In reaction to an injunction supported by the Supreme Court, the DHS said it is going to re-instate the Trump term “Remain in Mexico” ruling. This will happen by mid-November, while it tries to dismantle the program through a different path.

The Courts Have Spoken

In response to allegations from Texas (as well as Missouri) that the government’s attempt to discontinue the program was illegal and damaging, a federal judge ordered the Biden government to “enforce and administer” the Migrant Protection Protocols (MPP). The verdict was upheld by the Supreme Court.

The Trump administration introduced and extended MPP in 2019; MPP involves returning immigrants to Mexico instead of releasing them in the United States while their immigration cases are being resolved.

Even as migrant numbers soared, the Biden government started dismantling MPP earlier this year; it was even formally abolished in June before a court ruling prompted a reversal.

Supporters praised the program for screening out fake or inadequate asylum claims (without allowing people to come into this country) and for helping stop the “catch and release” system.

Conservatives and border authorities asked the Biden government to re-implement the program during the ongoing immigration crisis. This crisis has seen thousands or even millions of migrants cross the border in recent years, with countless people being allowed into the United States.

However, critics said the method was barbaric. They claimed it left migrants vulnerable to assault and abuse from traffickers and other criminals on the Mexican side of the border, where people collected in makeshift camps.

The Biden government said it made “significant progress” on re-implementing MPP in a document on Thursday, even as they admitted to looking for other methods to end the program.

Trump is Inevitable

According to the petition, it has held negotiations with Mexico, established operating plans, and issued a work order for $14.1 million to rebuild the soft-sided facilities (also known as “court tents”) in Laredo and Brownsville, Texas.

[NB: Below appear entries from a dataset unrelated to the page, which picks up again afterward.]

//! cerelink CLI - Command-line tool for the Cerelog X8 biosignal board.
//!
//! ## Features
//!
//! - Negotiate the link rate and stream decoded samples
//! - Decode raw byte captures offline
//! - Print handshake packets and the baud code table
//! - Configuration files and environment variable support

use {
    cerelink::{BaudCode, Error as LinkError, protocol::DEFAULT_TARGET},
    clap::{Parser, Subcommand},
    env_logger::Env,
    log::debug,
    std::{
        env,
        path::PathBuf,
        process::ExitCode,
        sync::atomic::{AtomicBool, Ordering},
    },
};

mod commands;
mod config;

use {
    commands::{
        bauds::cmd_bauds, decode::cmd_decode, handshake::cmd_handshake, stream::cmd_stream,
    },
    config::Config,
};

/// Whether stderr is a terminal (set once at startup).
static STDERR_IS_TTY: AtomicBool = AtomicBool::new(true);

/// Set by the Ctrl-C handler.
static INTERRUPTED: AtomicBool = AtomicBool::new(false);

/// Check if spinners and styling should be used (TTY and colors enabled).
pub(crate) fn use_fancy_output() -> bool {
    STDERR_IS_TTY.load(Ordering::Relaxed) && console::colors_enabled_stderr()
}

pub(crate) fn was_interrupted() -> bool {
    INTERRUPTED.load(Ordering::Relaxed)
}

/// cerelink - Stream and inspect data from a Cerelog X8 board.
///
/// Environment variables:
///   CERELINK_PORT   - Serial port
///   CERELINK_BAUD   - Target baud rate (default: 115200)
#[derive(Parser)]
#[command(name = "cerelink")]
#[command(author, version, about, long_about = None)]
#[command(propagate_version = true)]
struct Cli {
    /// Serial port the board is attached to.
    #[arg(short, long, global = true, env = "CERELINK_PORT")]
    port: Option<String>,

    /// Target baud rate to negotiate.
    #[arg(short, long, global = true, env = "CERELINK_BAUD")]
    baud: Option<u32>,

    /// Verbose output level (-v, -vv, -vvv for increasing detail).
    #[arg(short, long, global = true, action = clap::ArgAction::Count)]
    verbose: u8,

    /// Quiet mode (suppress non-essential output).
    #[arg(short, long, global = true)]
    quiet: bool,

    /// Path to a configuration file.
    #[arg(long = "config", global = true, value_name = "PATH")]
    config_path: Option<PathBuf>,

    #[command(subcommand)]
    command: Commands,
}

/// Available commands.
#[derive(Subcommand)]
enum Commands {
    /// Negotiate the link rate and stream decoded records.
    Stream {
        /// Stop after this many seconds (default: until Ctrl-C).
        #[arg(short, long, value_name = "SECS")]
        duration: Option<u64>,

        /// Print records as JSON lines.
        #[arg(long)]
        json: bool,
    },

    /// Decode a raw byte capture file.
    Decode {
        /// Capture file containing raw bytes read from the board.
        capture: PathBuf,

        /// Print records and statistics as JSON.
        #[arg(long)]
        json: bool,
    },

    /// Print the handshake packet for the target baud rate.
    Handshake {
        /// Timestamp to embed (default: current Unix time).
        #[arg(long)]
        timestamp: Option<u32>,
    },

    /// List supported baud rates and their configuration codes.
    Bauds {
        /// Output as JSON.
        #[arg(long)]
        json: bool,
    },
}

/// CLI failure, mapped to the process exit code.
#[derive(Debug, thiserror::Error)]
pub(crate) enum CliError {
    /// Bad arguments or configuration.
    #[error("{0}")]
    Usage(String),

    /// Stopped by Ctrl-C.
    #[error("Interrupted")]
    Cancelled,

    /// Any other failure.
    #[error(transparent)]
    Runtime(#[from] anyhow::Error),
}

impl CliError {
    fn exit_code(&self) -> u8 {
        match self {
            Self::Usage(_) => 2,
            Self::Cancelled => 130,
            Self::Runtime(_) => 1,
        }
    }

    /// Wrap a library error, keeping cancellation distinct.
    pub(crate) fn from_link(err: LinkError, context: String) -> Self {
        match err {
            LinkError::Interrupted => Self::Cancelled,
            other => Self::Runtime(anyhow::Error::new(other).context(context)),
        }
    }
}

fn main() -> ExitCode {
    let stderr_is_tty = console::Term::stderr().is_term();
    STDERR_IS_TTY.store(stderr_is_tty, Ordering::Relaxed);

    if env::var("NO_COLOR").is_ok() || !stderr_is_tty {
        console::set_colors_enabled(false);
        console::set_colors_enabled_stderr(false);
    }

    let cli = Cli::parse();

    // Setup logging based on verbosity
    let log_level = if cli.quiet {
        "warn"
    } else {
        match cli.verbose {
            0 => "info",
            1 => "debug",
            _ => "trace",
        }
    };
    env_logger::Builder::from_env(Env::default().default_filter_or(log_level))
        .format_target(cli.verbose >= 2)
        .format_timestamp(if cli.verbose >= 2 {
            Some(env_logger::TimestampPrecision::Millis)
        } else {
            None
        })
        .init();

    debug!(
        "cerelink v{} (verbose level: {})",
        env!("CARGO_PKG_VERSION"),
        cli.verbose
    );

    if let Err(e) = ctrlc::set_handler(|| INTERRUPTED.store(true, Ordering::Relaxed)) {
        debug!("Could not install Ctrl-C handler: {e}");
    }
    cerelink::set_interrupt_checker(was_interrupted);

    match run(&cli) {
        Ok(()) => ExitCode::SUCCESS,
        Err(err) => {
            match &err {
                CliError::Cancelled => {
                    eprintln!("{}", console::style("Interrupted").yellow());
                },
                CliError::Usage(msg) => {
                    eprintln!("{} {msg}", console::style("Error:").red().bold());
                },
                CliError::Runtime(e) => {
                    eprintln!("{} {e:#}", console::style("Error:").red().bold());
                },
            }
            ExitCode::from(err.exit_code())
        },
    }
}

fn run(cli: &Cli) -> Result<(), CliError> {
    let config = if let Some(ref path) = cli.config_path {
        Config::load_from_path(path)
    } else {
        Config::load()
    };

    match &cli.command {
        Commands::Stream { duration, json } => cmd_stream(cli, &config, *duration, *json),
        Commands::Decode { capture, json } => cmd_decode(&config, capture, *json),
        Commands::Handshake { timestamp } => cmd_handshake(cli, &config, *timestamp),
        Commands::Bauds { json } => cmd_bauds(*json).map_err(CliError::from),
    }
}

/// Target rate from the command line, then config, then the default.
pub(crate) fn resolve_target(cli: &Cli, config: &Config) -> Result<BaudCode, CliError> {
    match cli
        .baud
        .or(config.connection.baud)
    {
        Some(baud) => BaudCode::from_baud(baud).map_err(|e| {
            CliError::Usage(format!(
                "{e}; run `cerelink bauds` for the supported rates"
            ))
        }),
        None => Ok(DEFAULT_TARGET),
    }
}

/// Serial port from the command line or config.
pub(crate) fn resolve_port(cli: &Cli, config: &Config) -> Result<String, CliError> {
    cli.port
        .clone()
        .or_else(|| {
            config
                .connection
                .port
                .clone()
        })
        .ok_or_else(|| {
            CliError::Usage(
                "no serial port given; use --port, CERELINK_PORT or [connection] port".to_string(),
            )
        })
}

/// Validated sample scale from the config.
pub(crate) fn resolve_scale(config: &Config) -> Result<cerelink::SampleScale, CliError> {
    config
        .scale()
        .map_err(|e| CliError::Usage(e.to_string()))
}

This comes with an estimated monthly operating expense of $10.5 million. As a consequence of this effort, DHS should be able to re apply the MPP by mid-November, subject to Mexican decisions.

Missouri, together with Texas, sued the Department of Homeland Security over the termination of MPP, accused the government of “slow-walking” compliance with the decision.

“We sued the Biden government in April over their termination of the ‘Remain in Mexico’ strategy; we managed to win with a district judge, the 5th Circuit Court of Appeals, as well as the United States Supreme Court, forcing the Biden government to re-enable the strategy,” Missouri state Attorney Eric Schmitt said in a declaration.

“Despite the fact various courts have ordered the Biden government to re-enable the policy, they have consistently delayed doing so.”